International travel is a major risk factor for the development of GI infections. High rates of illness were reported following travel to both destinations, which are typically regarded as high-risk and common tourist resorts. This work highlights the need to better understand risks while travelling to support the implementation of guidance and control measures to reduce the burden of illness in returning travellers.

Type
Original Paper
Creative Commons
Creative Common License - CCCreative Common License - BY
This is an Open Access article, distributed under the terms of the Creative Commons Attribution licence (http://creativecommons.org/licenses/by/4.0), which permits unrestricted re-use, distribution and reproduction, provided the original article is properly cited.
Copyright
© The Author(s), 2024. Published by Cambridge University Press

Introduction

Gastroenteritis is a common cause of morbidity, with estimates suggesting up to 17 million cases annually in the UK [Reference Tam1]. While many cases are relatively mild and short-lived, particularly those caused by viral pathogens such as norovirus, others can result in more prolonged or severe illness and may require hospitalization or lead to death. Bacterial and parasitic pathogens, which are more commonly associated with severe outcomes, are usually acquired through foodborne or waterborne routes, as opposed to viral pathogens, which are generally acquired through person-to-person transmission [Reference Hawker2]. In high-income countries, international travel is thought to be a major risk factor for gastrointestinal (GI) illness, particularly for bacterial and parasitic pathogens. Risk is often associated with destination country, with pathogens often endemic in lower- to middle-income (LMIC) destination countries, where sanitation and hygiene are more often compromised.

Estimates suggest that up to 60% of international travellers will develop diarrhoea [Reference Greenwood3, Reference Kendall4], with morbidity highest in those visiting LMICs. However, many studies are conducted within travel clinic settings, which may bias findings towards travellers at greater risk of developing illness due to the nature of their travel plans. The incidence of GI illness associated with travel is thought to have decreased over the last 20 years, particularly in travellers to countries that were previously high risk but have seen considerable economic improvement, such as areas of East Asia and South America [Reference Steffen5]. However, GI illnesses remain one of the most common health complaints reported by travellers, with areas such as South Asia and Africa consistently reported as being associated with a higher risk of illness [Reference Greenwood3].
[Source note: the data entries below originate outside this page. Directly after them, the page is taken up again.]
//! Helpers shared by the feature modules.
//!
//! - [`auth_helpers`]: Lecturer ownership checks over session offerings
//! - [`errors`]: Mapping record store failures onto HTTP errors

pub mod auth_helpers;
pub mod errors;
While the destination of travel is thought to be the biggest risk factor, other factors influence the likelihood of developing a GI illness while travelling. These factors include activities thought to be higher-risk including types of travel such as backpacking and visiting friends and family, and food choices taken [Reference Barrett and Brown6]. In addition, certain groups have been shown to have increased susceptibility, including individuals at extremes of age, those with immunosuppression, and those with GI conditions such as inflammatory bowel disease [Reference Steffen5]. Furthermore, international travel is a known risk factor for the acquisition of resistant organisms into the gut microbiota. Studies have shown that a higher proportion of multidrug-resistant GI pathogens are isolated from patients reporting recent travel outside the UK [Reference Dallman7, Reference Sadouki8].

Having a better understanding of travel-associated enteric pathogens could help to improve pre-travel guidance and support public health actions, which could ultimately lead to a reduction in travel-associated GI infections and, potentially, the importation of antimicrobial resistance (AMR), and a reduction in the overall burden of GI infections in settings such as the UK. In England, all laboratory-confirmed cases of notifiable enteric infections are reported to the United Kingdom Health Security Agency (UKHSA) from all National Health Service (NHS) laboratories via England’s main infectious disease laboratory surveillance system, the Second-Generation Surveillance System (SGSS). North East (NE) England is unique in that it has its own surveillance system, EpiNorth3, which links routinely collected SGSS data, laboratory typing data, and exposure data from standardized exposure questionnaires. Here, we describe the epidemiology of GI infections in residents of NE England providing insight into the contribution that international travel makes to the overall and pathogen-specific burden of GI infection in the region.

Methods

Definitions and exclusions

Exposure questionnaires are undertaken with all NE residents notified with laboratory-confirmed Cryptosporidium spp., Giardia sp., hepatitis A, Salmonella spp. (typhoidal and non-typhoidal), Shigella spp., Shiga toxin-producing Escherichia coli (STEC; O157 and certain non-O157 serotypes), Vibrio spp., and Yersinia spp. infections. Campylobacteriosis cases are excluded from this study as exposure questionnaires are not routinely performed. Listeriosis cases were also excluded from this study to avoid deductive disclosure due to low numbers.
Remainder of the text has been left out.